Parse and validate a smem URN. Returns structured components or an error.

urn  (required) The URN to parse, e.g. urn:smem:code:fs:/path/to/file.rs#L10

describe_urn_schema

Returns the full smem URN taxonomy: content types, origins, locator shapes, and examples. No inputs.


Source URNs

Every fact can carry a source URN that records where it came from:

urn:smem:<type>:<origin>:<locator>[#<fragment>]

Types: code doc web data note conf

Origins and locator shapes:

Origin Locator Example
fs [hostname:]<absolute-path> urn:smem:code:fs:/home/me/project/main.rs#L10-L30
git <host>/<org>/<repo>/<ref>/<path> urn:smem:code:git:github.com/org/repo/main/src/lib.rs
https <host>/<path> urn:smem:doc:https:docs.example.com/guide
db <driver>/<host>/<db>/<table>/<pk> urn:smem:data:db:postgres/localhost/app/users/42
api <host>/<path> urn:smem:data:api:api.example.com/v1/items/99
manual <label> urn:smem:note:manual:meeting-2026-03-04

Use build_source_urn to construct one without memorising the format.

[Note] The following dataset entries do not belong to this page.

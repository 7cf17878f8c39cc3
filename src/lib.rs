//! RustyXDB - Index-backed query evaluation over XML node tables
//!
//! Components:
//! - `data`: node table, snapshots and the update lock
//! - `index`: text and attribute value indexes, cursors and scan fallback
//! - `query`: expression trees, optimizer, set operators, lazy/eager evaluation
//! - `database`: named database with snapshot swapping on `add`
//!
//! The crate is usable as a plain Rust library and as an Elixir NIF
//! (`RustyXdb.Native`).

use rustler::{Atom, Encoder, Env, NifResult, ResourceArc, Term};

pub mod data;
pub mod database;
pub mod error;
pub mod index;
pub mod options;
pub mod query;
mod resource;
mod term;

pub use data::{Data, DataRef, DbNode, NodeKind, NodeStore, NodeTable, Pre, TableBuilder};
pub use database::Database;
pub use error::{ErrorKind, QueryError, QueryResult, UpdateError, UpdateResult};
pub use options::Options;
pub use query::{compile, evaluate, CompileContext, Evaluation, Expr, Interrupt, Mode, QueryContext};

use resource::{DatabaseRef, DatabaseResource};
use term::{
    bytes_to_binary, nodes_to_term, node_to_term, option_error_to_term, query_error_to_term,
    update_error_to_term, FragmentTerm, QueryTerm,
};

// ============================================================================
// Allocator Configuration
// ============================================================================

#[cfg(feature = "mimalloc")]
#[global_allocator]
static GLOBAL: mimalloc::MiMalloc = mimalloc::MiMalloc;

// ============================================================================
// Database Lifecycle
// ============================================================================

/// Create an empty database (returns {:ok, db} or {:error, reason})
#[rustler::nif]
fn db_new<'a>(env: Env<'a>, name: String, options: Vec<(String, String)>) -> NifResult<Term<'a>> {
    let options = match Options::from_pairs(options.iter().map(|(k, v)| (k.as_str(), v.as_str()))) {
        Ok(options) => options,
        Err(e) => return Ok(option_error_to_term(env, &e)),
    };
    match Database::create(&name, options) {
        Ok(db) => {
            let arc = ResourceArc::new(DatabaseResource::new(db));
            Ok((term::ok(), arc).encode(env))
        }
        Err(e) => Ok(update_error_to_term(env, &e)),
    }
}

/// Add a document fragment under a path (returns {:ok, info} or {:error, reason})
#[rustler::nif(schedule = "DirtyCpu")]
fn db_add<'a>(
    env: Env<'a>,
    db_ref: DatabaseRef,
    path: String,
    fragment: FragmentTerm,
) -> NifResult<Term<'a>> {
    let mut builder = TableBuilder::with_options(&path, db_ref.db.options());
    if let Err(e) = fragment.build(&mut builder) {
        return Ok(update_error_to_term(env, &e.into()));
    }
    let result = builder
        .finish()
        .map_err(UpdateError::from)
        .and_then(|table| db_ref.db.add(&path, &table));
    match result {
        Ok(info) => Ok((term::ok(), info).encode(env)),
        Err(e) => Ok(update_error_to_term(env, &e)),
    }
}

/// Database summary: {name, nodes, documents, [{option, value}]}
#[rustler::nif]
fn db_info<'a>(env: Env<'a>, db_ref: DatabaseRef) -> NifResult<Term<'a>> {
    let db = &db_ref.db;
    let data = db.data();
    let options: Vec<(&str, String)> = Options::names()
        .into_iter()
        .filter_map(|name| db.options().get(name).map(|value| (name, value)))
        .collect();
    let documents = data.table().documents().count();
    Ok((db.name(), data.store().size(), documents, options).encode(env))
}

/// Node at a pre value of the current snapshot, or nil
#[rustler::nif]
fn db_node<'a>(env: Env<'a>, db_ref: DatabaseRef, pre: Pre) -> NifResult<Term<'a>> {
    let data = db_ref.db.data();
    Ok(node_to_term(env, &data, pre))
}

/// Cancel all queries running against the database
#[rustler::nif]
fn db_cancel(db_ref: DatabaseRef) -> Atom {
    db_ref.cancel();
    term::ok()
}

/// Supported option names, sorted
#[rustler::nif]
fn option_names() -> Vec<&'static str> {
    Options::names()
}

// ============================================================================
// Query Evaluation
// ============================================================================

/// Compile and evaluate a query tree (returns {:ok, nodes} or {:error, reason})
#[rustler::nif(schedule = "DirtyCpu")]
fn db_query<'a>(env: Env<'a>, db_ref: DatabaseRef, query: QueryTerm, mode: Atom) -> NifResult<Term<'a>> {
    let mode = if mode == term::lazy() {
        Mode::Lazy
    } else if mode == term::eager() {
        Mode::Eager
    } else {
        return Err(rustler::Error::BadArg);
    };
    let data = db_ref.db.data();
    let qc = db_ref.query_context();
    let result = query.bind(&data).and_then(|expr| {
        let expr = compile(expr, &mut CompileContext::new());
        evaluate(&expr, mode, &qc)?.into_seq()
    });
    match result {
        Ok(nodes) => Ok((term::ok(), nodes_to_term(env, &data, &nodes.pres())).encode(env)),
        Err(e) => Ok(query_error_to_term(env, &e)),
    }
}

/// Evaluate multiple query trees in parallel against the same snapshot
#[rustler::nif(schedule = "DirtyCpu")]
fn db_query_parallel<'a>(
    env: Env<'a>,
    db_ref: DatabaseRef,
    queries: Vec<QueryTerm>,
) -> NifResult<Term<'a>> {
    let data = db_ref.db.data();
    let qc = db_ref.query_context();
    let mut cc = CompileContext::new();
    let exprs: Vec<_> = queries
        .into_iter()
        .map(|query| query.bind(&data).map(|expr| compile(expr, &mut cc)))
        .collect();

    let results = query::parallel::evaluate_all(exprs, &qc);
    let mut list = Term::list_new_empty(env);
    for result in results.into_iter().rev() {
        let item = match result {
            Ok(nodes) => (term::ok(), nodes_to_term(env, &data, &nodes.pres())).encode(env),
            Err(e) => query_error_to_term(env, &e),
        };
        list = list.list_prepend(item);
    }
    Ok(list)
}

/// Evaluate named query trees in parallel (returns {:ok, [{key, nodes}]} or {:error, reason})
#[rustler::nif(schedule = "DirtyCpu")]
fn db_query_keyed<'a>(
    env: Env<'a>,
    db_ref: DatabaseRef,
    queries: Vec<(String, QueryTerm)>,
) -> NifResult<Term<'a>> {
    let data = db_ref.db.data();
    let qc = db_ref.query_context();
    let mut cc = CompileContext::new();
    let queries = match queries
        .into_iter()
        .map(|(key, query)| query.bind(&data).map(|expr| (key, compile(expr, &mut cc))))
        .collect::<QueryResult<Vec<_>>>()
    {
        Ok(queries) => queries,
        Err(e) => return Ok(query_error_to_term(env, &e)),
    };

    match query::parallel::evaluate_keyed(&queries, &qc) {
        Ok(results) => {
            let mut list = Term::list_new_empty(env);
            for (key, nodes) in results.into_iter().rev() {
                let item = (key, nodes_to_term(env, &data, &nodes.pres())).encode(env);
                list = list.list_prepend(item);
            }
            Ok((term::ok(), list).encode(env))
        }
        Err(e) => Ok(query_error_to_term(env, &e)),
    }
}

/// Compile a query tree and describe the result: {:ok, {expr, plan, [info]}}
#[rustler::nif]
fn db_explain<'a>(env: Env<'a>, db_ref: DatabaseRef, query: QueryTerm) -> NifResult<Term<'a>> {
    let data = db_ref.db.data();
    match query.bind(&data) {
        Ok(expr) => {
            let mut cc = CompileContext::new();
            let expr = compile(expr, &mut cc);
            let infos: Vec<Term<'a>> = cc
                .infos()
                .iter()
                .map(|info| bytes_to_binary(env, info.as_bytes()))
                .collect();
            let description = (
                bytes_to_binary(env, expr.to_string().as_bytes()),
                bytes_to_binary(env, expr.plan().as_bytes()),
                infos,
            );
            Ok((term::ok(), description).encode(env))
        }
        Err(e) => Ok(query_error_to_term(env, &e)),
    }
}

// ============================================================================
// NIF Initialization
// ============================================================================

rustler::init!("Elixir.RustyXdb.Native");
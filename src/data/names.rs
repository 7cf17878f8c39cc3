//! Name Interning Pool
//!
//! Element, attribute and processing instruction names are stored once and
//! referenced by id from the node table. Id 0 means "no name".

use std::collections::HashMap;

/// Interned name storage
#[derive(Debug, Clone)]
pub struct NamePool {
    /// Names indexed by id
    entries: Vec<Box<[u8]>>,
    /// Name -> id lookup
    lookup: HashMap<Box<[u8]>, u32>,
}

impl Default for NamePool {
    fn default() -> Self {
        Self::new()
    }
}

impl NamePool {
    /// Create a new pool holding only the reserved empty entry
    pub fn new() -> Self {
        NamePool {
            entries: vec![Box::default()],
            lookup: HashMap::new(),
        }
    }

    /// Intern a name and return its id
    pub fn intern(&mut self, name: &[u8]) -> u32 {
        if name.is_empty() {
            return 0;
        }
        if let Some(&id) = self.lookup.get(name) {
            return id;
        }
        let id = self.entries.len() as u32;
        self.entries.push(name.into());
        self.lookup.insert(name.into(), id);
        id
    }

    /// Resolve an id; the reserved id and unknown ids resolve to `None`
    #[inline]
    pub fn get(&self, id: u32) -> Option<&[u8]> {
        if id == 0 {
            return None;
        }
        self.entries.get(id as usize).map(|name| name.as_ref())
    }

    /// Number of interned names, excluding the reserved entry
    pub fn len(&self) -> usize {
        self.entries.len() - 1
    }

    pub fn is_empty(&self) -> bool {
        self.len() == 0
    }
}
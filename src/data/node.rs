//! Node kinds and node references
//!
//! Uses Pre (u32) positions into the node table; pre order is document order.

use std::cmp::Ordering;
use std::sync::atomic::{AtomicU32, Ordering as AtomicOrdering};

/// Position of a node in the node table
pub type Pre = u32;

/// Type of a table node
#[derive(Debug, Clone, Copy, PartialEq, Eq, Hash)]
pub enum NodeKind {
    /// Document root
    Document,
    /// Element node
    Element,
    /// Text content
    Text,
    /// Attribute (stored as its own row, directly after its element)
    Attribute,
    /// Comment
    Comment,
    /// Processing instruction
    ProcessingInstruction,
}

impl NodeKind {
    /// Lower-case name used in plans and host terms
    pub fn as_str(&self) -> &'static str {
        match self {
            NodeKind::Document => "document",
            NodeKind::Element => "element",
            NodeKind::Text => "text",
            NodeKind::Attribute => "attribute",
            NodeKind::Comment => "comment",
            NodeKind::ProcessingInstruction => "processing_instruction",
        }
    }
}

/// Identity of a data snapshot
#[derive(Debug, Clone, Copy, PartialEq, Eq, PartialOrd, Ord, Hash)]
pub struct DataId(u32);

static NEXT_DATA_ID: AtomicU32 = AtomicU32::new(1);

impl DataId {
    /// Allocate a process-unique id
    pub(crate) fn next() -> Self {
        DataId(NEXT_DATA_ID.fetch_add(1, AtomicOrdering::Relaxed))
    }

    pub fn get(&self) -> u32 {
        self.0
    }
}

/// Reference to a node of one snapshot
///
/// Ordered by snapshot first, then by pre value, which is document order
/// within a snapshot.
#[derive(Debug, Clone, Copy, PartialEq, Eq, PartialOrd, Ord, Hash)]
pub struct DbNode {
    pub data: DataId,
    pub pre: Pre,
}

impl DbNode {
    pub fn new(data: DataId, pre: Pre) -> Self {
        DbNode { data, pre }
    }

    /// Document order comparison: Less = before, Equal = same node, Greater = after
    #[inline]
    pub fn diff(&self, other: &DbNode) -> Ordering {
        self.cmp(other)
    }
}
//! Parallel Query Evaluation
//!
//! Uses Rayon to evaluate independent queries against the same snapshot.
//! Each query is still evaluated single-threaded; all of them observe the
//! same interrupt handle.

use rayon::prelude::*;

use super::context::QueryContext;
use super::expr::Expr;
use super::iter::NodeSeq;
use crate::error::QueryResult;

/// Evaluate multiple compiled expressions in parallel
pub fn evaluate_parallel(exprs: &[Expr], qc: &QueryContext) -> Vec<QueryResult<NodeSeq>> {
    exprs.par_iter().map(|expr| expr.value(qc)).collect()
}

/// Evaluate expressions whose construction may have failed; failures keep their slot
pub fn evaluate_all(
    exprs: Vec<QueryResult<Expr>>,
    qc: &QueryContext,
) -> Vec<QueryResult<NodeSeq>> {
    exprs
        .into_par_iter()
        .map(|expr| expr.and_then(|expr| expr.value(qc)))
        .collect()
}

/// Evaluate keyed expressions in parallel; fails with the first error
pub fn evaluate_keyed<'q>(
    queries: &'q [(String, Expr)],
    qc: &QueryContext,
) -> QueryResult<Vec<(&'q str, NodeSeq)>> {
    queries
        .par_iter()
        .map(|(key, expr)| expr.value(qc).map(|nodes| (key.as_str(), nodes)))
        .collect()
}

#[cfg(test)]
mod tests {
    use super::*;
    use crate::error::ErrorKind;
    use crate::query::tests::fixture;

    #[test]
    fn test_parallel_eval() {
        let data = fixture();
        let exprs = [
            Expr::text(&data, b"a"),
            Expr::text(&data, b"b"),
            Expr::attribute(&data, b"x"),
        ];
        let results = evaluate_parallel(&exprs, &QueryContext::new());
        let pres: Vec<Vec<u32>> = results.into_iter().map(|r| r.unwrap().pres()).collect();
        assert_eq!(pres, vec![vec![7], vec![4, 12], vec![3, 9]]);
    }

    #[test]
    fn test_failures_keep_slots() {
        let data = fixture();
        let exprs = vec![
            Expr::nodes(&data, [99]),
            Ok(Expr::text(&data, b"c")),
            Expr::nodes(&data, [1, 2]),
        ];
        let results = evaluate_all(exprs, &QueryContext::new());
        assert_eq!(results[0].as_ref().unwrap_err().kind(), ErrorKind::InvalidNode);
        assert_eq!(results[1].as_ref().unwrap().pres(), vec![14]);
        assert_eq!(results[2].as_ref().unwrap().pres(), vec![1, 2]);
    }

    #[test]
    fn test_keyed_cancelled() {
        let data = fixture();
        let queries = [
            ("a".to_string(), Expr::text(&data, b"a")),
            ("b".to_string(), Expr::text(&data, b"b")),
        ];
        let qc = QueryContext::new();
        let results = evaluate_keyed(&queries, &qc).unwrap();
        assert_eq!(results[0].0, "a");
        assert_eq!(results[1].1.pres(), vec![4, 12]);

        qc.interrupt().cancel();
        let err = evaluate_keyed(&queries, &qc).unwrap_err();
        assert_eq!(err.kind(), ErrorKind::Interrupted);
    }
}
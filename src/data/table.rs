//! Node Table - flat, pre-ordered document storage
//!
//! Every node (documents, elements, attributes, texts, comments and
//! processing instructions) occupies one row. Rows are stored in document
//! order, so the row position (pre value) doubles as the order key.
//!
//! ```text
//! pre  kind       dist  size  name   value
//! 0    document   0     6     -      "books.xml"
//! 1    element    1     5     book   -
//! 2    attribute  1     1     id     "b1"
//! 3    element    2     2     title  -
//! 4    text       1     1     -      "XML"
//! 5    comment    4     1     -      "draft"
//! ```

use super::names::NamePool;
use super::node::{NodeKind, Pre};
use super::NodeStore;

/// One row of the table
#[derive(Debug, Clone)]
pub(crate) struct TableNode {
    /// Type of this node
    pub kind: NodeKind,
    /// Distance to the parent row (0 for document roots)
    pub dist: u32,
    /// Number of rows in the subtree, including this one
    pub size: u32,
    /// Number of attribute rows plus one (elements only)
    pub asize: u32,
    /// Interned name id (elements, attributes, processing instructions)
    pub name: u32,
    /// Value bytes (document path, text, attribute value, comment, PI data)
    pub value: Box<[u8]>,
}

/// Flat node table
#[derive(Debug, Clone, Default)]
pub struct NodeTable {
    pub(crate) nodes: Vec<TableNode>,
    pub(crate) names: NamePool,
}

impl NodeTable {
    /// Create an empty table
    pub fn new() -> Self {
        Self::default()
    }

    /// Get node count
    #[inline]
    pub fn len(&self) -> usize {
        self.nodes.len()
    }

    #[inline]
    pub fn is_empty(&self) -> bool {
        self.nodes.is_empty()
    }

    /// Number of attributes of an element
    pub fn attribute_count(&self, pre: Pre) -> usize {
        self.nodes
            .get(pre as usize)
            .map(|node| node.asize.saturating_sub(1) as usize)
            .unwrap_or(0)
    }

    /// Pre values of all document roots
    pub fn documents(&self) -> impl Iterator<Item = Pre> + '_ {
        let mut pre = 0usize;
        std::iter::from_fn(move || {
            let node = self.nodes.get(pre)?;
            let current = pre as Pre;
            pre += (node.size as usize).max(1);
            Some(current)
        })
    }

    /// Replace the value of a node
    pub(crate) fn set_value(&mut self, pre: Pre, value: &[u8]) {
        if let Some(node) = self.nodes.get_mut(pre as usize) {
            node.value = value.into();
        }
    }

    /// Append the document(s) of another table after the last row.
    ///
    /// Distances and sizes are relative, so rows are copied as they are;
    /// only name ids are re-interned into this table's pool.
    pub fn append(&mut self, other: &NodeTable) {
        self.nodes.reserve(other.nodes.len());
        for node in &other.nodes {
            let name = match other.names.get(node.name) {
                Some(name) => self.names.intern(name),
                None => 0,
            };
            self.nodes.push(TableNode {
                name,
                ..node.clone()
            });
        }
    }

    #[inline]
    fn node(&self, pre: Pre) -> &TableNode {
        &self.nodes[pre as usize]
    }
}

impl NodeStore for NodeTable {
    #[inline]
    fn size(&self) -> usize {
        self.nodes.len()
    }

    #[inline]
    fn kind(&self, pre: Pre) -> NodeKind {
        self.node(pre).kind
    }

    #[inline]
    fn text(&self, pre: Pre, text: bool) -> &[u8] {
        let node = self.node(pre);
        debug_assert_eq!(
            text,
            node.kind != NodeKind::Attribute,
            "text flag does not match node kind"
        );
        &node.value
    }

    fn name(&self, pre: Pre) -> Option<&[u8]> {
        self.names.get(self.node(pre).name)
    }

    fn parent(&self, pre: Pre) -> Option<Pre> {
        let dist = self.node(pre).dist;
        if dist == 0 {
            None
        } else {
            Some(pre - dist)
        }
    }

    fn subtree_size(&self, pre: Pre) -> usize {
        self.node(pre).size as usize
    }
}

#[cfg(test)]
mod tests {
    use super::*;
    use crate::data::TableBuilder;

    fn books() -> NodeTable {
        let mut builder = TableBuilder::new("books.xml");
        builder.open_elem(b"book");
        builder.attribute(b"id", b"b1").unwrap();
        builder.open_elem(b"title");
        builder.text(b"XML");
        builder.close_elem().unwrap();
        builder.comment(b"draft");
        builder.close_elem().unwrap();
        builder.finish().unwrap()
    }

    #[test]
    fn test_navigation() {
        let table = books();
        assert_eq!(table.size(), 6);
        assert_eq!(table.kind(0), NodeKind::Document);
        assert_eq!(table.kind(2), NodeKind::Attribute);
        assert_eq!(table.text(2, false), b"b1");
        assert_eq!(table.text(4, true), b"XML");
        assert_eq!(table.name(3), Some(&b"title"[..]));
        assert_eq!(table.parent(4), Some(3));
        assert_eq!(table.parent(5), Some(1));
        assert_eq!(table.parent(0), None);
        assert_eq!(table.subtree_size(1), 5);
        assert_eq!(table.attribute_count(1), 1);
    }

    #[test]
    fn test_append_reinterns_names() {
        let mut table = books();
        let mut other = TableBuilder::new("other.xml");
        other.open_elem(b"title");
        other.close_elem().unwrap();
        let other = other.finish().unwrap();

        table.append(&other);
        assert_eq!(table.size(), 8);
        assert_eq!(table.name(7), Some(&b"title"[..]));
        assert_eq!(table.parent(7), Some(6));
        assert_eq!(table.documents().collect::<Vec<_>>(), vec![0, 6]);
    }
}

Use describe_urn_schema for the full spec.


Data

Facts are stored in a SQLite database in MCP_MEMORY_BASE_DIR (default ./data/memory/semantic.db). The embedding model is cached by fastembed on first run.

To back up your memory: copy the semantic.db file. It's self-contained.


Architecture

Claude / MCP client
      │
      │  stdio (local)  or  HTTP POST /mcp  (remote)
      ▼
 mcp/server.rs        ← JSON-RPC dispatch, tool handlers
      │
 memory/service.rs    ← embed content, business logic
      │
 semantic/store.rs    ← cosine similarity index (in-memory)
 semantic/db.rs       ← SQLite persistence (facts + embeddings)

Embeddings: BGE-Base-English-v1.5 via fastembed, 768 dimensions, ~130 MB model download on first run.